**Work task:**
For the records below, give the number of lines that include the string "Could". Nothing else belongs in the answer.

(Beginning of Supplied records)

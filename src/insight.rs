//! Monthly AI insight reports.
//!
//! Assembles the request for a month's financial review and hands it to a
//! [PromptService]. The burn rate and top expense category are computed here
//! with the same aggregation the dashboard uses, so the model comments on
//! figures instead of doing arithmetic.

use std::{fmt, str::FromStr};

use serde::{Deserialize, Deserializer, Serialize, Serializer};
use time::{Month, OffsetDateTime};

use crate::{
    Error,
    dashboard::{burn_rate, top_expense_category},
    prompt::PromptService,
    transaction::{DateRange, Transaction, TransactionType, UserId, month_bounds},
};

/// The calendar month an insight report covers, e.g. `2024-05`.
///
/// Serializes as its `YYYY-MM` string form.
#[derive(Debug, Clone, Copy, PartialEq, Eq, Hash)]
pub struct ReportMonth {
    year: i32,
    month: Month,
}

impl ReportMonth {
    /// Create a report month for `month` of `year`.
    pub fn new(year: i32, month: Month) -> Self {
        Self { year, month }
    }

    /// The report month containing `instant`.
    pub fn containing(instant: OffsetDateTime) -> Self {
        Self {
            year: instant.year(),
            month: instant.month(),
        }
    }

    /// The full range of dates in this month.
    pub fn date_range(self) -> DateRange {
        month_bounds(self.year, self.month)
    }
}

impl fmt::Display for ReportMonth {
    fn fmt(&self, f: &mut fmt::Formatter<'_>) -> fmt::Result {
        write!(f, "{:04}-{:02}", self.year, u8::from(self.month))
    }
}

impl FromStr for ReportMonth {
    type Err = Error;

    /// Parse a `YYYY-MM` string such as `2024-05`.
    fn from_str(s: &str) -> Result<Self, Self::Err> {
        let invalid = || Error::InvalidMonth(s.to_owned());

        let (year, month) = s.split_once('-').ok_or_else(invalid)?;
        if year.len() != 4 || month.len() != 2 {
            return Err(invalid());
        }

        let year = year.parse().map_err(|_| invalid())?;
        let month = month
            .parse::<u8>()
            .ok()
            .and_then(|number| Month::try_from(number).ok())
            .ok_or_else(invalid)?;

        Ok(Self { year, month })
    }
}

impl Serialize for ReportMonth {
    fn serialize<S: Serializer>(&self, serializer: S) -> Result<S::Ok, S::Error> {
        serializer.collect_str(self)
    }
}

impl<'de> Deserialize<'de> for ReportMonth {
    fn deserialize<D: Deserializer<'de>>(deserializer: D) -> Result<Self, D::Error> {
        let raw = String::deserialize(deserializer)?;

        raw.parse().map_err(serde::de::Error::custom)
    }
}

/// The transaction fields shared with the prompt service.
///
/// IDs and free-text descriptions stay inside the crate; the model only
/// needs the figures.
#[derive(Debug, Clone, PartialEq, Serialize)]
#[serde(rename_all = "camelCase")]
pub struct TransactionRecord {
    /// The amount of money that moved.
    pub amount: f64,
    /// Whether the transaction is income or an expense.
    #[serde(rename = "type")]
    pub kind: TransactionType,
    /// The category the transaction belongs to.
    pub category: String,
    /// When the transaction happened.
    #[serde(with = "time::serde::rfc3339")]
    pub date: OffsetDateTime,
    /// How the money moved.
    pub payment_method: String,
}

impl From<&Transaction> for TransactionRecord {
    fn from(transaction: &Transaction) -> Self {
        Self {
            amount: transaction.amount,
            kind: transaction.kind,
            category: transaction.category.clone(),
            date: transaction.date,
            payment_method: transaction.payment_method.clone(),
        }
    }
}

/// A fully-prepared monthly insight request.
#[derive(Debug, Clone, PartialEq, Serialize)]
#[serde(rename_all = "camelCase")]
pub struct InsightRequest {
    /// The user the report is for.
    pub user_id: UserId,
    /// The month's transactions.
    pub transactions: Vec<TransactionRecord>,
    /// The month the report covers.
    pub month: ReportMonth,
    /// Expenses minus income across `transactions`.
    pub burn_rate: f64,
    /// The category with the highest expense total, or empty when the month
    /// had no expenses.
    pub top_expense_category: String,
}

impl InsightRequest {
    /// Assemble a request from one month of transactions.
    ///
    /// `transactions` should already be narrowed to `month`; the request
    /// reports on whatever it is given.
    pub fn new(user_id: UserId, transactions: &[Transaction], month: ReportMonth) -> Self {
        Self {
            user_id,
            transactions: transactions.iter().map(TransactionRecord::from).collect(),
            month,
            burn_rate: burn_rate(transactions),
            top_expense_category: top_expense_category(transactions).unwrap_or_default(),
        }
    }
}

/// The structured advice returned for an [InsightRequest].
///
/// Every field is required. A response missing any of them is rejected
/// whole rather than patched up, so callers never see a partial insight.
#[derive(Debug, Clone, PartialEq, Serialize, Deserialize)]
#[serde(rename_all = "camelCase")]
pub struct FinancialInsight {
    /// A short narrative of the month's financial performance.
    pub summary: String,
    /// The month's burn rate in USD.
    pub burn_rate: f64,
    /// The category with the highest expenses for the month.
    pub top_expense_category: String,
    /// Actionable suggestions for the business owner.
    pub suggestions: Vec<String>,
}

/// Generate an insight report for one month of transactions.
///
/// The request is sent to `service` exactly once; a failed call surfaces as
/// an error rather than being retried.
///
/// # Errors
/// This function will return a [Error::PromptTransport], [Error::PromptStatus],
/// or [Error::PromptSchema] if the prompt service call fails.
pub async fn generate_financial_insights(
    user_id: UserId,
    transactions: &[Transaction],
    month: ReportMonth,
    service: &dyn PromptService,
) -> Result<FinancialInsight, Error> {
    let request = InsightRequest::new(user_id, transactions, month);

    tracing::debug!(
        "requesting insights for {} over {} transactions",
        request.month,
        request.transactions.len()
    );

    service.generate_insight(&request).await
}

#[cfg(test)]
mod tests {
    use std::sync::Mutex;

    use async_trait::async_trait;
    use time::{
        Month,
        macros::{date, datetime},
    };

    use crate::{
        Error,
        insight::{FinancialInsight, InsightRequest, ReportMonth, generate_financial_insights},
        prompt::{AssistantRequest, PromptService, TransactionFetch},
        transaction::{DateRange, Transaction, TransactionId, TransactionType, UserId},
    };

    fn transaction(amount: f64, kind: TransactionType, category: &str) -> Transaction {
        Transaction {
            id: TransactionId::generate(),
            user_id: UserId::new("user_1"),
            amount,
            kind,
            category: category.to_owned(),
            date: datetime!(2024-05-10 08:00:00 UTC),
            payment_method: "Cash".to_owned(),
            description: "test".to_owned(),
        }
    }

    fn sample_insight() -> FinancialInsight {
        FinancialInsight {
            summary: "A quiet month.".to_owned(),
            burn_rate: 120.0,
            top_expense_category: "Rent".to_owned(),
            suggestions: vec!["Review subscriptions".to_owned()],
        }
    }

    struct RecordingService {
        seen: Mutex<Option<InsightRequest>>,
    }

    #[async_trait]
    impl PromptService for RecordingService {
        async fn generate_insight(
            &self,
            request: &InsightRequest,
        ) -> Result<FinancialInsight, Error> {
            *self.seen.lock().unwrap() = Some(request.clone());

            Ok(sample_insight())
        }

        async fn answer(
            &self,
            _request: &AssistantRequest,
            _transactions: &dyn TransactionFetch,
        ) -> Result<String, Error> {
            unreachable!("insight generation must not call the chat entry point")
        }
    }

    #[test]
    fn report_month_round_trips_through_its_string_form() {
        let month: ReportMonth = "2024-05".parse().expect("Could not parse month");

        assert_eq!(month, ReportMonth::new(2024, Month::May));
        assert_eq!(month.to_string(), "2024-05");
    }

    #[test]
    fn report_month_rejects_malformed_strings() {
        for raw in ["2024", "2024-13", "2024-00", "24-05", "2024-5", "abcd-ef"] {
            assert_eq!(
                raw.parse::<ReportMonth>(),
                Err(Error::InvalidMonth(raw.to_owned())),
                "{raw} should not parse"
            );
        }
    }

    #[test]
    fn report_month_date_range_covers_the_calendar_month() {
        let month = ReportMonth::new(2024, Month::February);

        assert_eq!(
            month.date_range(),
            DateRange {
                from: date!(2024 - 02 - 01),
                to: Some(date!(2024 - 02 - 29)),
            }
        );
    }

    #[test]
    fn report_month_containing_uses_the_instants_calendar_month() {
        let month = ReportMonth::containing(datetime!(2024-05-31 23:00:00 UTC));

        assert_eq!(month, ReportMonth::new(2024, Month::May));
    }

    #[test]
    fn insight_request_computes_burn_rate_and_top_category() {
        let transactions = vec![
            transaction(1000.0, TransactionType::Income, "Sales"),
            transaction(300.0, TransactionType::Expense, "Rent"),
            transaction(450.0, TransactionType::Expense, "Marketing"),
        ];

        let request = InsightRequest::new(
            UserId::new("user_1"),
            &transactions,
            ReportMonth::new(2024, Month::May),
        );

        assert_eq!(request.burn_rate, -250.0);
        assert_eq!(request.top_expense_category, "Marketing");
        assert_eq!(request.transactions.len(), 3);
    }

    #[test]
    fn insight_request_leaves_top_category_empty_without_expenses() {
        let transactions = vec![transaction(1000.0, TransactionType::Income, "Sales")];

        let request = InsightRequest::new(
            UserId::new("user_1"),
            &transactions,
            ReportMonth::new(2024, Month::May),
        );

        assert_eq!(request.top_expense_category, "");
    }

    #[test]
    fn insight_request_serializes_with_wire_names() {
        let transactions = vec![transaction(300.0, TransactionType::Expense, "Rent")];
        let request = InsightRequest::new(
            UserId::new("user_1"),
            &transactions,
            ReportMonth::new(2024, Month::May),
        );

        let value = serde_json::to_value(&request).expect("Could not serialize request");

        assert_eq!(value["userId"], "user_1");
        assert_eq!(value["month"], "2024-05");
        assert_eq!(value["burnRate"], 300.0);
        assert_eq!(value["topExpenseCategory"], "Rent");
        assert_eq!(value["transactions"][0]["type"], "expense");
        assert_eq!(value["transactions"][0]["paymentMethod"], "Cash");
        assert!(value["transactions"][0].get("description").is_none());
    }

    #[test]
    fn financial_insight_requires_every_field() {
        let missing_suggestions = r#"{
            "summary": "A quiet month.",
            "burnRate": 120.0,
            "topExpenseCategory": "Rent"
        }"#;

        let result = serde_json::from_str::<FinancialInsight>(missing_suggestions);

        assert!(result.is_err());
    }

    #[test]
    fn financial_insight_ignores_unknown_fields() {
        let with_extra = r#"{
            "summary": "A quiet month.",
            "burnRate": 120.0,
            "topExpenseCategory": "Rent",
            "suggestions": ["Review subscriptions"],
            "confidence": 0.9
        }"#;

        let insight =
            serde_json::from_str::<FinancialInsight>(with_extra).expect("Could not parse insight");

        assert_eq!(insight, sample_insight());
    }

    #[tokio::test]
    async fn generate_financial_insights_sends_the_prepared_request() {
        let transactions = vec![
            transaction(100.0, TransactionType::Income, "Sales"),
            transaction(300.0, TransactionType::Expense, "Rent"),
        ];
        let service = RecordingService {
            seen: Mutex::new(None),
        };

        let insight = generate_financial_insights(
            UserId::new("user_1"),
            &transactions,
            ReportMonth::new(2024, Month::May),
            &service,
        )
        .await
        .expect("Could not generate insights");

        assert_eq!(insight, sample_insight());

        let seen = service
            .seen
            .lock()
            .unwrap()
            .clone()
            .expect("No request sent");
        assert_eq!(seen.burn_rate, 200.0);
        assert_eq!(seen.top_expense_category, "Rent");
        assert_eq!(seen.month.to_string(), "2024-05");
    }
}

(End of Supplied records)

**Problem solution:**
4